Sometime during the twentieth century, the self-mythology of the literary critic fused with that of the cowboy: lone outriders practising a defunct trade. In Holy Toledo! John Clegg tracks the critic's silhouette over the dangerous, sundrenched landscapes of New Mexico, California, Nashville, Utah, Oxford, Cambridge, and London. Here is Donald Davie listening to gospel radio in a Nashville taxi, and here is F.R. Leavis standing on a chair, 'unscrewing instead the world from round the lightbulb'. Vistas of bristlecone and citrus groves, pocked with fruit fl ies and rain birds, fuse with the glib-core of Oxbridge England, the university science labs where 'all three entrances felt like the back way'. Holy Toledo! is a history of English literary criticism in the twentieth century, a bestiary of the American Southwest, an unreliable guide to the desert. Generous, humorous, happily askew, Clegg's first Carcanet collection signals the flourishing of an 'emerging' poet as a major voice. 'No poet writing today matches John Clegg for wit and rigour. Holy Toledo! opens up a brilliant, uncanny frontier between the American West and the England of Empson, Davie and Woolf.
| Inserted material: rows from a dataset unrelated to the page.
//! Alarm matching engine.
//!
//! Evaluates every new item against all saved-search rules and dispatches
//! notifications through the notifier port. A per-pass ledger guarantees
//! at most one notification per (item, rule-owner) pair; across cycles the
//! baseline diff provides the dedup, so a retention-evicted item that
//! reappears may legitimately alarm again.

use std::collections::{HashMap, HashSet};
use std::sync::Arc;

use crate::error::Result;
use crate::models::{CompiledRule, Item, ItemCollection};
use crate::notify::Notifier;
use crate::storage::ItemStore;

/// Item id -> users already notified for it in this pass.
type Ledger = HashMap<u64, HashSet<u32>>;

/// Evaluates alarm rules against newly discovered items.
pub struct AlarmEngine {
    store: Arc<dyn ItemStore>,
    notifier: Arc<dyn Notifier>,
}

fn price_text(item: &Item) -> String {
    item.price
        .map_or_else(|| "n/a".to_string(), |p| p.to_string())
}

impl AlarmEngine {
    pub fn new(store: Arc<dyn ItemStore>, notifier: Arc<dyn Notifier>) -> Self {
        Self { store, notifier }
    }

    /// Run one evaluation pass over a collection of new items.
    ///
    /// Returns the number of notifications dispatched. Invalid rule
    /// regexes are skipped with a warning rather than failing the pass.
    pub async fn evaluate(&self, items: &ItemCollection) -> Result<usize> {
        if items.is_empty() {
            return Ok(0);
        }

        let rules = self.store.get_alarms().await?;
        if rules.is_empty() {
            return Ok(0);
        }

        let compiled: Vec<CompiledRule> = rules
            .into_iter()
            .filter_map(|rule| match CompiledRule::compile(rule.clone()) {
                Ok(compiled) => Some(compiled),
                Err(e) => {
                    log::warn!("skipping alarm {} with invalid pattern: {}", rule.id, e);
                    None
                }
            })
            .collect();
        log::debug!("evaluating {} items against {} alarms", items.len(), compiled.len());

        let mut ledger = Ledger::new();
        let mut dispatched = 0;

        for item in items {
            for rule in &compiled {
                if !rule.matches(item) {
                    continue;
                }

                let user_id = rule.rule.user_id;
                let already_sent = ledger
                    .get(&item.id)
                    .is_some_and(|users| users.contains(&user_id));
                if already_sent {
                    log::info!(
                        "alarm already sent to user {} for \"{}, {} eur\"",
                        user_id,
                        item.description,
                        price_text(item)
                    );
                    continue;
                }

                self.dispatch(item, user_id, &mut dispatched).await;
                ledger.entry(item.id).or_default().insert(user_id);
            }
        }

        Ok(dispatched)
    }

    /// Resolve the owner's address and send, recording the audit entry.
    ///
    /// A rule match without a resolvable address is logged but not sent.
    async fn dispatch(&self, item: &Item, user_id: u32, dispatched: &mut usize) {
        let email = match self.store.get_user_email(user_id).await {
            Ok(email) => email,
            Err(e) => {
                log::warn!("address lookup failed for user {}: {}", user_id, e);
                None
            }
        };

        match email {
            Some(email) => {
                log::info!(
                    "alarm {} for \"{}, {} eur\"",
                    email,
                    item.description,
                    price_text(item)
                );
                let subject = format!("Tori.fi: {}, {}", item.description, price_text(item));
                self.notifier.send(&email, &subject, &item.url, None).await;
                *dispatched += 1;

                if let Err(e) = self.store.store_item_alarm(user_id, item).await {
                    log::warn!("failed to record alarm for user {}: {}", user_id, e);
                }
            }
            None => {
                log::info!(
                    "alarm found \"{}, {} eur\"",
                    item.description,
                    price_text(item)
                );
            }
        }
    }
}

#[cfg(test)]
mod tests {
    use super::*;
    use crate::models::{AlarmRule, TradeKind};
    use async_trait::async_trait;
    use chrono::{NaiveDate, NaiveDateTime};
    use std::path::Path;
    use std::sync::Mutex;

    struct FakeStore {
        alarms: Vec<AlarmRule>,
        users: HashMap<u32, String>,
        audit: Mutex<Vec<u32>>,
    }

    #[async_trait]
    impl ItemStore for FakeStore {
        async fn get_items(
            &self,
            _range: Option<(NaiveDateTime, NaiveDateTime)>,
        ) -> Result<Vec<Item>> {
            Ok(Vec::new())
        }

        async fn store_items(&self, _items: &[Item]) -> Result<()> {
            Ok(())
        }

        async fn get_cars(&self) -> Result<Vec<Item>> {
            Ok(Vec::new())
        }

        async fn store_cars(&self, _items: &[Item]) -> Result<()> {
            Ok(())
        }

        async fn get_alarms(&self) -> Result<Vec<AlarmRule>> {
            Ok(self.alarms.clone())
        }

        async fn get_user_email(&self, user_id: u32) -> Result<Option<String>> {
            Ok(self.users.get(&user_id).cloned())
        }

        async fn store_item_alarm(&self, user_id: u32, _item: &Item) -> Result<()> {
            self.audit.lock().unwrap().push(user_id);
            Ok(())
        }
    }

    #[derive(Default)]
    struct CountingNotifier {
        sent: Mutex<Vec<(String, String)>>,
    }

    #[async_trait]
    impl Notifier for CountingNotifier {
        async fn send(&self, to: &str, subject: &str, _body: &str, _attachment: Option<&Path>) {
            self.sent
                .lock()
                .unwrap()
                .push((to.to_string(), subject.to_string()));
        }
    }

    fn sofa(id: u64, price: Option<u32>) -> Item {
        Item {
            id,
            description: "Sofa for sale".to_string(),
            price,
            date: NaiveDate::from_ymd_opt(2024, 3, 5)
                .unwrap()
                .and_hms_opt(14, 30, 0)
                .unwrap(),
            location: "Uusimaa".to_string(),
            category: "Sisustus ja huonekalut".to_string(),
            url: format!("https://www.tori.fi/sofa_{}.htm", id),
            image_url: None,
            trade_kind: TradeKind::Sell,
            car: None,
        }
    }

    fn rule(id: u32, user_id: u32, pattern: &str, max_price: Option<u32>) -> AlarmRule {
        AlarmRule {
            id,
            user_id,
            pattern: Some(pattern.to_string()),
            location: None,
            max_price,
            min_price: None,
        }
    }

    fn engine(store: FakeStore, notifier: Arc<CountingNotifier>) -> AlarmEngine {
        AlarmEngine::new(Arc::new(store), notifier)
    }

    #[tokio::test]
    async fn test_matching_rule_dispatches() {
        let store = FakeStore {
            alarms: vec![rule(1, 7, "sofa", Some(500))],
            users: HashMap::from([(7, "a@example.com".to_string())]),
            audit: Mutex::new(Vec::new()),
        };
        let notifier = Arc::new(CountingNotifier::default());
        let engine = engine(store, notifier.clone());

        let items = ItemCollection::with_items("new", vec![sofa(1, Some(499))]);
        let count = engine.evaluate(&items).await.unwrap();

        assert_eq!(count, 1);
        let sent = notifier.sent.lock().unwrap();
        assert_eq!(sent.len(), 1);
        assert_eq!(sent[0].0, "a@example.com");
        assert_eq!(sent[0].1, "Tori.fi: Sofa for sale, 499");
    }

    #[tokio::test]
    async fn test_price_at_ceiling_does_not_fire() {
        let store = FakeStore {
            alarms: vec![rule(1, 7, "sofa", Some(500))],
            users: HashMap::from([(7, "a@example.com".to_string())]),
            audit: Mutex::new(Vec::new()),
        };
        let notifier = Arc::new(CountingNotifier::default());
        let engine = engine(store, notifier.clone());

        let items = ItemCollection::with_items("new", vec![sofa(1, Some(500))]);
        assert_eq!(engine.evaluate(&items).await.unwrap(), 0);
        assert!(notifier.sent.lock().unwrap().is_empty());
    }

    #[tokio::test]
    async fn test_two_rules_same_owner_notify_once() {
        let store = FakeStore {
            alarms: vec![rule(1, 7, "sofa", None), rule(2, 7, "sof", None)],
            users: HashMap::from([(7, "a@example.com".to_string())]),
            audit: Mutex::new(Vec::new()),
        };
        let notifier = Arc::new(CountingNotifier::default());
        let engine = engine(store, notifier.clone());

        let items = ItemCollection::with_items("new", vec![sofa(1, Some(100))]);
        assert_eq!(engine.evaluate(&items).await.unwrap(), 1);
        assert_eq!(notifier.sent.lock().unwrap().len(), 1);
    }

    #[tokio::test]
    async fn test_different_owners_each_notified() {
        let store = FakeStore {
            alarms: vec![rule(1, 7, "sofa", None), rule(2, 8, "sofa", None)],
            users: HashMap::from([
                (7, "a@example.com".to_string()),
                (8, "b@example.com".to_string()),
            ]),
            audit: Mutex::new(Vec::new()),
        };
        let notifier = Arc::new(CountingNotifier::default());
        let engine = engine(store, notifier.clone());

        let items = ItemCollection::with_items("new", vec![sofa(1, Some(100))]);
        assert_eq!(engine.evaluate(&items).await.unwrap(), 2);
    }

    #[tokio::test]
    async fn test_match_without_address_is_logged_not_sent() {
        let store = FakeStore {
            alarms: vec![rule(1, 9, "sofa", None)],
            users: HashMap::new(),
            audit: Mutex::new(Vec::new()),
        };
        let notifier = Arc::new(CountingNotifier::default());
        let engine = engine(store, notifier.clone());

        let items = ItemCollection::with_items("new", vec![sofa(1, Some(100))]);
        assert_eq!(engine.evaluate(&items).await.unwrap(), 0);
        assert!(notifier.sent.lock().unwrap().is_empty());
    }

    #[tokio::test]
    async fn test_audit_written_on_dispatch() {
        let store = FakeStore {
            alarms: vec![rule(1, 7, "sofa", None)],
            users: HashMap::from([(7, "a@example.com".to_string())]),
            audit: Mutex::new(Vec::new()),
        };
        let audit_handle = Arc::new(store);
        let notifier = Arc::new(CountingNotifier::default());
        let engine = AlarmEngine::new(audit_handle.clone(), notifier);

        let items = ItemCollection::with_items("new", vec![sofa(1, Some(100))]);
        engine.evaluate(&items).await.unwrap();
        assert_eq!(*audit_handle.audit.lock().unwrap(), vec![7]);
    }

    #[tokio::test]
    async fn test_invalid_rule_regex_is_skipped() {
        let store = FakeStore {
            alarms: vec![
                AlarmRule {
                    id: 1,
                    user_id: 7,
                    pattern: Some("(broken".to_string()),
                    location: None,
                    max_price: None,
                    min_price: None,
                },
                rule(2, 7, "sofa", None),
            ],
            users: HashMap::from([(7, "a@example.com".to_string())]),
            audit: Mutex::new(Vec::new()),
        };
        let notifier = Arc::new(CountingNotifier::default());
        let engine = engine(store, notifier.clone());

        let items = ItemCollection::with_items("new", vec![sofa(1, Some(100))]);
        assert_eq!(engine.evaluate(&items).await.unwrap(), 1);
    }

    #[tokio::test]
    async fn test_empty_inputs_are_noops() {
        let store = FakeStore {
            alarms: Vec::new(),
            users: HashMap::new(),
            audit: Mutex::new(Vec::new()),
        };
        let notifier = Arc::new(CountingNotifier::default());
        let engine = engine(store, notifier.clone());

        let empty = ItemCollection::new("new");
        assert_eq!(engine.evaluate(&empty).await.unwrap(), 0);

        let items = ItemCollection::with_items("new", vec![sofa(1, Some(100))]);
        assert_eq!(engine.evaluate(&items).await.unwrap(), 0);
    }
}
Questioning language, rejoicing in it, Clegg's poetry plunges headfirst into the Great Tradition and comes out swinging.' (Dai George) 'Shaking off the dust of Cambridge, John Clegg spoors Bloomsbury, and then – Holy Toledo! – enters some western from another planet. Whatever horse he rides he makes it go, a lasso his modus operandi for capturing images.' (Marius Kociejowski)

Product Details

ISBN-13: 9781784102616
Publisher: Carcanet Press, Limited
Publication date: 01/01/2017
Sold by: Barnes & Noble
Format: eBook
Pages: 64
File size: 682 KB

About the Author

John Clegg was born in Chester in 1986 and grew up in Cambridge. In 2013 he won an Eric Gregory Award. He works as a bookseller in London.

Read an Excerpt

Holy Toledo!


By John Clegg

Carcanet Press Ltd

Copyright © 2016 Jeffrey Wainwright
All rights reserved.
ISBN: 978-1-78410-261-6



CHAPTER 1

SOCORRO

Stumbling over that fabled city –
some Piro Indians, sat in a loose circle.
One offered water, another
the group's first and only
deliberate gesture:
then salt crystals on the horizon
dissolved and refocused:
Teypana pueblo, its lowslung adobe,
its flood precautions.
In the desert it was the god Thirst
our four-bead rosary told and told,
red, white, red, white, last white the moon.
Salt still fogging the blood
as we hammered the stakes home
    for succour, Socorro.


THE LASSO

That I had time to think, I still have time
not to correct my grip but drop the rope
before the lasso fell and yanked away
the loop I'd somehow nocked around my thumb.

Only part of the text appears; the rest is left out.